Moskou, Peking, Hamas: hoeveel foute vrienden kan Zuid-Afrika nog verdragen?
Zuid-Afrika, een invloedrijke stem op het continent en een daarmee politieke factor van internationaal belang, heeft zich de afgelopen twee jaar niet erg populair gemaakt bij westerse bondgenoten. De regering van president Cyril Ramaphosa heeft zich tot nu toe binnen de Verenigde Naties onthouden van veroordeling van Rusland, door het Westen beschouwd als agressor in de Oekraïne-oorlog, en vorige maand volgde een zaak bij het Internationaal Gerechtshof in Den Haag: Pretoria beschuldigt de staat Israël van genocide in de Gazastrook. Vijftien rechters bogen zich over de aanklacht en kwamen tot de conclusie dat de Israëli’s onmiddellijk humanitaire bijstand moet bieden aan Palestijnen in de Gazastrook.
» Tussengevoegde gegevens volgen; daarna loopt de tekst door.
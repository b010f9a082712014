//! Agent state machine, applied when an agent's logic tick fires
//!
//! Forager -> Pioneer -> Resident. Lifespan is checked first; an expired
//! agent does nothing else that tick and is compacted out by the caller.

use rand::Rng;

use crate::city::Settlement;
use crate::core::config::BehaviorConfig;
use crate::core::types::{GridPos, SettlementId, Tick};
use crate::entity::{Agent, AgentState};
use crate::environment::ResourceField;
use crate::simulation::events::SimulationEvent;

/// Mutable slice of the world an agent tick touches
pub struct Economy<'a> {
    pub environment: &'a mut ResourceField,
    pub settlements: &'a mut Vec<Settlement>,
    pub behavior: &'a BehaviorConfig,
    pub tick: Tick,
}

impl<'a> Economy<'a> {
    /// Run one logic tick for `agent`
    pub fn apply<R: Rng + ?Sized>(
        &mut self,
        agent: &mut Agent,
        rng: &mut R,
    ) -> Option<SimulationEvent> {
        if agent.is_expired() {
            tracing::debug!(
                agent = agent.id.0,
                age = agent.age,
                role = ?agent.role(),
                "Agent died of old age"
            );
            return Some(SimulationEvent::AgentDied {
                agent: agent.id,
                age: agent.age,
                role: agent.role(),
                inventory_lost: agent.inventory,
                tick: self.tick,
            });
        }

        match agent.state {
            AgentState::Forager => self.forage(agent, rng),
            AgentState::Pioneer { target } => self.pioneer(agent, target),
            AgentState::Resident { home } => self.reside(agent, home, rng),
        }
    }

    fn forage<R: Rng + ?Sized>(
        &mut self,
        agent: &mut Agent,
        rng: &mut R,
    ) -> Option<SimulationEvent> {
        agent.harvest(self.environment);

        let mut event = None;
        if agent.inventory >= self.behavior.settle_threshold {
            if let Some(target) = agent.survey_area(self.environment, self.behavior.survey_radius) {
                agent.state = AgentState::Pioneer { target };
                tracing::debug!(
                    agent = agent.id.0,
                    x = target.x,
                    y = target.y,
                    "Forager became pioneer"
                );
                event = Some(SimulationEvent::BecamePioneer {
                    agent: agent.id,
                    target,
                    tick: self.tick,
                });
            }
        }

        // Movement is independent of the settling decision
        agent.sense_and_move(self.environment, rng);
        event
    }

    fn pioneer(&mut self, agent: &mut Agent, target: GridPos) -> Option<SimulationEvent> {
        if agent.step_toward(target) {
            Some(self.found_settlement(agent, target))
        } else {
            None
        }
    }

    fn found_settlement(&mut self, agent: &mut Agent, position: GridPos) -> SimulationEvent {
        let id = SettlementId(self.settlements.len() as u32);
        let mut settlement = Settlement::new(id, position, agent.id, self.tick);

        settlement.add_resident();
        let initial_stockpile = settlement.deposit(agent.take_inventory());
        agent.state = AgentState::Resident { home: id };
        self.settlements.push(settlement);

        tracing::info!(
            settlement = id.0,
            x = position.x,
            y = position.y,
            founder = agent.id.0,
            stockpile = initial_stockpile,
            "Settlement founded"
        );

        SimulationEvent::SettlementFounded {
            settlement: id,
            founder: agent.id,
            position,
            initial_stockpile,
            tick: self.tick,
        }
    }

    fn reside<R: Rng + ?Sized>(
        &mut self,
        agent: &mut Agent,
        home: SettlementId,
        rng: &mut R,
    ) -> Option<SimulationEvent> {
        if !agent.is_full() {
            agent.harvest(self.environment);
            agent.sense_and_move(self.environment, rng);
            return None;
        }

        // Settlements are never removed, so a bound home always resolves
        let settlement = self.settlements.get_mut(home.index())?;
        if !agent.step_toward(settlement.position) {
            return None;
        }

        let amount = agent.take_inventory();
        let stockpile = settlement.deposit(amount);
        tracing::debug!(
            agent = agent.id.0,
            settlement = home.0,
            amount,
            stockpile,
            "Deposited resources"
        );
        Some(SimulationEvent::Deposited {
            agent: agent.id,
            settlement: home,
            amount,
            stockpile,
            tick: self.tick,
        })
    }
}
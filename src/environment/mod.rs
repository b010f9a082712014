//! Environment layer - the resource field and the road network over it

pub mod pathing;
pub mod resource_field;

pub use pathing::PathingLayer;
pub use resource_field::{EnvironmentStats, ResourceField};
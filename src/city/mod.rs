//! City layer - settlements and their stockpiles

pub mod settlement;
pub mod stockpile;

pub use settlement::Settlement;
pub use stockpile::Stockpile;
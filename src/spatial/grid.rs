//! Generic grid for per-cell layers

use serde::{Deserialize, Serialize};

use crate::core::types::GridPos;

/// Dense 2D grid, row-major storage, addressed as `(x, y)`
#[derive(Debug, Clone, PartialEq, Serialize, Deserialize)]
pub struct Grid<T> {
    width: usize,
    height: usize,
    data: Vec<T>,
}

impl<T: Clone> Grid<T> {
    /// Grid with every cell set to `value`
    pub fn filled(width: usize, height: usize, value: T) -> Self {
        Self {
            width,
            height,
            data: vec![value; width * height],
        }
    }
}

impl<T: Clone + Default> Grid<T> {
    pub fn new(width: usize, height: usize) -> Self {
        Self::filled(width, height, T::default())
    }
}

impl<T> Grid<T> {
    /// Build from column-major input (`columns[x][y]`).
    ///
    /// Returns `None` when the input is empty or ragged.
    pub fn from_columns(columns: Vec<Vec<T>>) -> Option<Self> {
        let width = columns.len();
        let height = columns.first().map(Vec::len)?;
        if height == 0 || columns.iter().any(|c| c.len() != height) {
            return None;
        }

        let mut slots: Vec<Option<T>> = Vec::with_capacity(width * height);
        slots.resize_with(width * height, || None);
        for (x, column) in columns.into_iter().enumerate() {
            for (y, value) in column.into_iter().enumerate() {
                slots[y * width + x] = Some(value);
            }
        }
        let data = slots.into_iter().collect::<Option<Vec<T>>>()?;

        Some(Self { width, height, data })
    }

    pub fn width(&self) -> usize {
        self.width
    }

    pub fn height(&self) -> usize {
        self.height
    }

    #[inline]
    pub fn contains(&self, x: usize, y: usize) -> bool {
        x < self.width && y < self.height
    }

    /// Signed-coordinate variant used by neighborhood scans
    #[inline]
    pub fn contains_signed(&self, x: i64, y: i64) -> bool {
        x >= 0 && y >= 0 && (x as usize) < self.width && (y as usize) < self.height
    }

    #[inline]
    pub fn get(&self, x: usize, y: usize) -> Option<&T> {
        if self.contains(x, y) {
            Some(&self.data[y * self.width + x])
        } else {
            None
        }
    }

    #[inline]
    pub fn get_mut(&mut self, x: usize, y: usize) -> Option<&mut T> {
        if self.contains(x, y) {
            Some(&mut self.data[y * self.width + x])
        } else {
            None
        }
    }

    /// Returns false (and changes nothing) when out of range
    #[inline]
    pub fn set(&mut self, x: usize, y: usize, value: T) -> bool {
        match self.get_mut(x, y) {
            Some(slot) => {
                *slot = value;
                true
            }
            None => false,
        }
    }

    /// Clamp a signed coordinate into the grid
    pub fn clamp(&self, x: i64, y: i64) -> GridPos {
        GridPos::new(
            x.clamp(0, self.width as i64 - 1) as usize,
            y.clamp(0, self.height as i64 - 1) as usize,
        )
    }

    pub fn iter(&self) -> impl Iterator<Item = &T> {
        self.data.iter()
    }

    pub fn iter_mut(&mut self) -> impl Iterator<Item = &mut T> {
        self.data.iter_mut()
    }
}
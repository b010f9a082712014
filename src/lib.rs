//! Homestead - agent foraging economy
//!
//! Foragers harvest a finite resource field, pioneers found settlements at
//! surveyed resource clusters, and residents feed those settlements'
//! stockpiles. [`simulation::Simulation`] drives it one frame at a time.

pub mod city;
pub mod core;
pub mod entity;
pub mod environment;
pub mod simulation;
pub mod spatial;
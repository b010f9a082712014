use thiserror::Error;

use crate::core::types::AgentId;

#[derive(Error, Debug)]
pub enum SimError {
    #[error("Invalid configuration: {0}")]
    InvalidConfig(String),

    #[error("Cell ({x}, {y}) is outside the {width}x{height} grid")]
    OutOfBounds {
        x: usize,
        y: usize,
        width: usize,
        height: usize,
    },

    #[error("Agent not found: {0:?}")]
    AgentNotFound(AgentId),

    #[error("Invalid frame delta: {0}")]
    InvalidDelta(f32),

    #[error("Config parse error: {0}")]
    ConfigParse(#[from] toml::de::Error),

    #[error("IO error: {0}")]
    IoError(#[from] std::io::Error),

    #[error("Serialization error: {0}")]
    SerdeError(#[from] serde_json::Error),
}

pub type Result<T> = std::result::Result<T, SimError>;
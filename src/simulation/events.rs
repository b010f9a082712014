//! Discrete economy events emitted by a frame

use serde::{Deserialize, Serialize};

use crate::core::types::{AgentId, GridPos, SettlementId, Tick};
use crate::entity::AgentRole;

/// Events generated during a frame
///
/// Returned by [`Simulation::advance_frame`](crate::simulation::Simulation::advance_frame)
/// for display or logging by the caller.
#[derive(Debug, Clone, PartialEq, Serialize, Deserialize)]
pub enum SimulationEvent {
    /// A forager surveyed a site and set off to settle it
    BecamePioneer {
        agent: AgentId,
        target: GridPos,
        tick: Tick,
    },
    /// A pioneer reached its target and founded a settlement
    SettlementFounded {
        settlement: SettlementId,
        founder: AgentId,
        position: GridPos,
        /// The founder's inventory, deposited on founding
        initial_stockpile: u64,
        tick: Tick,
    },
    /// A resident emptied its inventory at home
    Deposited {
        agent: AgentId,
        settlement: SettlementId,
        amount: u32,
        stockpile: u64,
        tick: Tick,
    },
    /// An agent outlived its lifespan and was removed
    AgentDied {
        agent: AgentId,
        age: u32,
        role: AgentRole,
        /// Carried food that disappears with the agent
        inventory_lost: u32,
        tick: Tick,
    },
}

impl SimulationEvent {
    pub fn tick(&self) -> Tick {
        match self {
            SimulationEvent::BecamePioneer { tick, .. }
            | SimulationEvent::SettlementFounded { tick, .. }
            | SimulationEvent::Deposited { tick, .. }
            | SimulationEvent::AgentDied { tick, .. } => *tick,
        }
    }
}
//! Sensing and movement behaviors, run only when a logic tick fires

use rand::seq::SliceRandom;
use rand::Rng;

use crate::core::types::GridPos;
use crate::entity::agent::Agent;
use crate::environment::ResourceField;

/// The 8 neighbor offsets, in scan order before shuffling
const NEIGHBOR_OFFSETS: [(i64, i64); 8] = [
    (-1, -1),
    (-1, 0),
    (-1, 1),
    (0, -1),
    (0, 1),
    (1, -1),
    (1, 0),
    (1, 1),
];

impl Agent {
    /// Centroid of every resource-bearing cell within `radius` (square
    /// neighborhood, clipped to the grid). Integer average, truncated.
    pub fn survey_area(&self, environment: &ResourceField, radius: usize) -> Option<GridPos> {
        let grid = environment.grid();
        // Past the grid span the square already covers every cell
        let r = radius.min(grid.width().max(grid.height())) as i64;
        let (cx, cy) = (self.grid_x as i64, self.grid_y as i64);

        let mut count = 0usize;
        let mut sum_x = 0usize;
        let mut sum_y = 0usize;
        for dy in -r..=r {
            for dx in -r..=r {
                let (tx, ty) = (cx + dx, cy + dy);
                if !grid.contains_signed(tx, ty) {
                    continue;
                }
                let (tx, ty) = (tx as usize, ty as usize);
                if environment.get_resource(tx, ty) > 0 {
                    count += 1;
                    sum_x += tx;
                    sum_y += ty;
                }
            }
        }

        if count == 0 {
            return None;
        }
        Some(GridPos::new(sum_x / count, sum_y / count))
    }

    /// Step onto a food-bearing neighbor if there is one, otherwise wander.
    ///
    /// Neighbors are scanned in shuffled order so no direction is favoured.
    /// With no food around, each of the 8 neighbors and staying put are
    /// equally likely. The result is clamped into the grid.
    pub fn sense_and_move<R: Rng + ?Sized>(&mut self, environment: &ResourceField, rng: &mut R) {
        let grid = environment.grid();
        let (cx, cy) = (self.grid_x as i64, self.grid_y as i64);

        let mut moves = NEIGHBOR_OFFSETS;
        moves.shuffle(rng);

        let food_move = moves.iter().copied().find(|&(dx, dy)| {
            let (tx, ty) = (cx + dx, cy + dy);
            grid.contains_signed(tx, ty) && environment.get_resource(tx as usize, ty as usize) > 0
        });

        let (dx, dy) = food_move.unwrap_or_else(|| {
            let pick = rng.gen_range(0..=moves.len());
            moves.get(pick).copied().unwrap_or((0, 0))
        });

        let next = grid.clamp(cx + dx, cy + dy);
        self.grid_x = next.x;
        self.grid_y = next.y;
    }

    /// One step per axis toward `target` (sign of the delta on each axis).
    ///
    /// Returns true once the agent stands exactly on `target`.
    pub fn step_toward(&mut self, target: GridPos) -> bool {
        self.grid_x = step_axis(self.grid_x, target.x);
        self.grid_y = step_axis(self.grid_y, target.y);
        self.cell() == target
    }

    /// Harvest the current cell, never past the inventory cap.
    ///
    /// Returns the amount taken.
    pub fn harvest(&mut self, environment: &mut ResourceField) -> u32 {
        let (x, y) = (self.grid_x, self.grid_y);
        if environment.get_resource(x, y) == 0 {
            return 0;
        }
        let taken = environment.consume(x, y, self.gather_rate.min(self.room()));
        self.inventory += taken;
        taken
    }
}

fn step_axis(from: usize, to: usize) -> usize {
    match to.cmp(&from) {
        std::cmp::Ordering::Greater => from + 1,
        std::cmp::Ordering::Less => from - 1,
        std::cmp::Ordering::Equal => from,
    }
}

#[cfg(test)]
mod tests {
    use super::*;
    use crate::core::types::AgentId;
    use crate::entity::agent::AgentTraits;
    use rand::SeedableRng;
    use rand_chacha::ChaCha8Rng;

    fn agent_at(x: usize, y: usize) -> Agent {
        let traits = AgentTraits {
            max_age: 100,
            inventory_cap: 10,
            gather_rate: 2,
            move_speed: 0.2,
            think_delay: 0.1,
        };
        Agent::new(AgentId(0), GridPos::new(x, y), traits, 20.0)
    }

    #[test]
    fn test_survey_centroid_truncates() {
        let mut field = ResourceField::uniform(10, 10, 0).unwrap();
        field.set_resource(1, 1, 3).unwrap();
        field.set_resource(2, 4, 1).unwrap();

        // (1 + 2) / 2 = 1, (1 + 4) / 2 = 2
        let agent = agent_at(2, 2);
        assert_eq!(agent.survey_area(&field, 4), Some(GridPos::new(1, 2)));
    }

    #[test]
    fn test_survey_ignores_cells_outside_radius() {
        let mut field = ResourceField::uniform(20, 20, 0).unwrap();
        field.set_resource(15, 15, 5).unwrap();

        let agent = agent_at(0, 0);
        assert_eq!(agent.survey_area(&field, 4), None);
        assert_eq!(agent.survey_area(&field, 15), Some(GridPos::new(15, 15)));
    }

    #[test]
    fn test_survey_full_field_from_corner() {
        let field = ResourceField::uniform(10, 10, 10).unwrap();
        // Cells 0..=4 on each axis: mean 2
        assert_eq!(agent_at(0, 0).survey_area(&field, 4), Some(GridPos::new(2, 2)));
    }

    #[test]
    fn test_survey_huge_radius_covers_grid() {
        let field = ResourceField::uniform(10, 10, 10).unwrap();
        // Whole grid: mean of 0..=9 is 4 on each axis
        assert_eq!(agent_at(0, 0).survey_area(&field, usize::MAX), Some(GridPos::new(4, 4)));
        assert_eq!(agent_at(9, 3).survey_area(&field, usize::MAX), Some(GridPos::new(4, 4)));
    }

    #[test]
    fn test_sense_moves_to_only_food_neighbor() {
        let mut field = ResourceField::uniform(5, 5, 0).unwrap();
        field.set_resource(3, 1, 4).unwrap();

        let mut rng = ChaCha8Rng::seed_from_u64(7);
        for _ in 0..20 {
            let mut agent = agent_at(2, 2);
            agent.sense_and_move(&field, &mut rng);
            assert_eq!(agent.cell(), GridPos::new(3, 1));
        }
    }

    #[test]
    fn test_sense_wander_stays_in_bounds() {
        let field = ResourceField::uniform(3, 3, 0).unwrap();
        let mut rng = ChaCha8Rng::seed_from_u64(11);
        let mut agent = agent_at(0, 0);

        let mut seen_stay = false;
        for _ in 0..500 {
            let before = agent.cell();
            agent.sense_and_move(&field, &mut rng);
            assert!(agent.grid_x < 3 && agent.grid_y < 3);
            assert!(before.chebyshev(&agent.cell()) <= 1);
            seen_stay |= before == agent.cell();
        }
        assert!(seen_stay);
    }

    #[test]
    fn test_step_toward_is_per_axis() {
        let mut agent = agent_at(0, 0);
        assert!(!agent.step_toward(GridPos::new(3, 1)));
        assert_eq!(agent.cell(), GridPos::new(1, 1));
        assert!(!agent.step_toward(GridPos::new(3, 1)));
        assert!(agent.step_toward(GridPos::new(3, 1)));

        // Already there: stays and reports arrival
        assert!(agent.step_toward(GridPos::new(3, 1)));
        assert_eq!(agent.cell(), GridPos::new(3, 1));

        assert!(!agent.step_toward(GridPos::new(0, 5)));
        assert_eq!(agent.cell(), GridPos::new(2, 2));
    }

    #[test]
    fn test_harvest_respects_cap_and_level() {
        let mut field = ResourceField::uniform(2, 2, 3).unwrap();
        let mut agent = agent_at(0, 0);

        assert_eq!(agent.harvest(&mut field), 2);
        assert_eq!(agent.harvest(&mut field), 1);
        assert_eq!(agent.harvest(&mut field), 0);
        assert_eq!(agent.inventory, 3);

        agent.grid_x = 1;
        agent.inventory = 9;
        assert_eq!(agent.harvest(&mut field), 1);
        assert_eq!(agent.inventory, 10);
        assert_eq!(field.get_resource(1, 0), 2);
        assert_eq!(agent.harvest(&mut field), 0);
    }
}
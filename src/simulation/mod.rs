//*** START FILE: src/simulation/mod.rs ***//
pub mod schedule;
pub mod simulator;
pub mod summary;

// Re-export the pieces the runner and the CLI reach for
pub use schedule::{parse_batch_size, Schedule, ScheduleSummary};
pub use simulator::{SimulationResult, Simulator};
pub use summary::{summarize, PopulationSummary};
//*** END FILE: src/simulation/mod.rs ***//
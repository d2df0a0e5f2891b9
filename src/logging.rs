use tracing_subscriber::filter::EnvFilter;
use tracing_subscriber::fmt::SubscriberBuilder;

use crate::error::{CytoError, Result};

/// Installs the global subscriber. `RUST_LOG` wins over `level`, which
/// defaults to `info`. Logs go to stderr so stdout stays clean for tables.
pub fn init_tracing(level: Option<&str>) -> Result<()> {
    let default_level = level.unwrap_or("info");
    let filter = EnvFilter::try_from_default_env().unwrap_or_else(|_| EnvFilter::new(default_level));

    SubscriberBuilder::default()
        .with_env_filter(filter)
        .with_target(true)
        .with_writer(std::io::stderr)
        .try_init()
        .map_err(|err| CytoError::Logging(err.to_string()))?;

    Ok(())
}
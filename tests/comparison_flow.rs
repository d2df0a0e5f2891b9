use cytocv::config::Config;
use cytocv::report_io::{load_report, save_report};
use cytocv::runner::{run_comparison, ComparisonArgs};
use cytocv::{CytoError, ProcessingMode, SimulationError, ValidationError};
use pretty_assertions::assert_eq;

fn seeded(seed: u64) -> ComparisonArgs {
    ComparisonArgs {
        seed: Some(seed),
        ..ComparisonArgs::default()
    }
}

#[test]
fn default_comparison_matches_schedule_shape() {
    let config = Config::default();
    let report = run_comparison(&config, &seeded(42)).unwrap();

    assert_eq!(report.schedule_summary.total_samples, 44);
    assert_eq!(report.schedule_summary.realtime_runs, 11);
    assert_eq!(
        report.batch_runs.iter().map(|r| r.sample_count).collect::<Vec<_>>(),
        vec![24, 20]
    );
    assert_eq!(report.batch_size, 20);

    for pop in &config.populations {
        assert_eq!(report.batch.get(&pop.id).map(<[f64]>::len), Some(2));
        assert_eq!(report.realtime.get(&pop.id).map(<[f64]>::len), Some(11));
    }
    // two rows per population, batch first
    assert_eq!(report.summaries.len(), 10);
    assert_eq!(report.summaries[0].mode, ProcessingMode::Batch);
    assert_eq!(report.summaries[1].mode, ProcessingMode::RealTime);
}

#[test]
fn seed_makes_runs_reproducible() {
    let config = Config::default();
    let a = run_comparison(&config, &seeded(7)).unwrap();
    let b = run_comparison(&config, &seeded(7)).unwrap();
    assert_eq!(a, b);

    let c = run_comparison(&config, &seeded(8)).unwrap();
    assert_ne!(a.realtime, c.realtime);
}

#[test]
fn custom_schedule_and_batch_size() {
    let args = ComparisonArgs {
        schedule_text: Some("1/10/2025: 9\n1/2/2025: 4\n1/5/2025: 5\n".into()),
        batch_size: Some(100),
        seed: Some(1),
        ..ComparisonArgs::default()
    };
    let report = run_comparison(&Config::default(), &args).unwrap();
    assert_eq!(report.batch_runs.len(), 1);
    assert_eq!(report.batch_runs[0].sample_count, 18);
    // sorted before deriving runs
    assert_eq!(
        report.realtime_runs.iter().map(|r| r.sample_count).collect::<Vec<_>>(),
        vec![4, 5, 9]
    );
}

#[test]
fn invalid_inputs_stop_before_simulation() {
    let config = Config::default();

    let bad_schedule = ComparisonArgs {
        schedule_text: Some("01/01/2025: 4\n01/01/2025".into()),
        ..ComparisonArgs::default()
    };
    assert!(matches!(
        run_comparison(&config, &bad_schedule),
        Err(CytoError::Validation(ValidationError::MalformedEntry { line: 2, .. }))
    ));

    let bad_cv = ComparisonArgs {
        realtime_cv: Some(0.0),
        ..ComparisonArgs::default()
    };
    assert!(matches!(
        run_comparison(&config, &bad_cv),
        Err(CytoError::Simulation(SimulationError::InvalidCvConfiguration { .. }))
    ));

    let bad_batch = ComparisonArgs {
        batch_size: Some(0),
        ..ComparisonArgs::default()
    };
    assert!(matches!(
        run_comparison(&config, &bad_batch),
        Err(CytoError::Simulation(SimulationError::InvalidBatchSize(_)))
    ));
}

#[test]
fn equal_cvs_scale_real_time_like_batch() {
    let args = ComparisonArgs {
        batch_cv: Some(6.0),
        realtime_cv: Some(6.0),
        seed: Some(3),
        ..ComparisonArgs::default()
    };
    let report = run_comparison(&Config::default(), &args).unwrap();
    assert_eq!(report.cv.realtime_scale(), 1.0);
}

#[test]
fn json_report_round_trips_through_disk() {
    let report = run_comparison(&Config::default(), &seeded(11)).unwrap();
    let dir = tempfile::tempdir().unwrap();
    let path = dir.path().join("report.json");

    save_report(&report, &path).unwrap();
    let loaded = load_report(&path).unwrap();
    assert_eq!(loaded.schedule_summary, report.schedule_summary);
    assert_eq!(loaded.batch_runs, report.batch_runs);
    assert_eq!(loaded.summaries.len(), report.summaries.len());
}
De aanklacht is in Washington niet goed gevallen.
Twee congresleden hebben namens de Democratische en Republikeinse partij een wetsvoorstel ingediend bij het Huis van Afgevraagdigden, met een oproep om de relatie met Zuid-Afrika te herzien in het belang van de eigen nationale veiligheid. De congresleden – John James en Jared Moskowitz – zijn niet gerust op de betrekkingen die de Zuid-Afrikaanse regering onderhoudt met Peking, Moskou (door de VS gesanctioneerd) en Hamas (beschouwd als terroristische organisatie), en vrezen voor onderlinge uitwisseling van informatie. Mocht de wet worden aangenomen, dan komt onder meer de vrijhandel tussen de VS en Zuid-Afrika op de tocht te staan.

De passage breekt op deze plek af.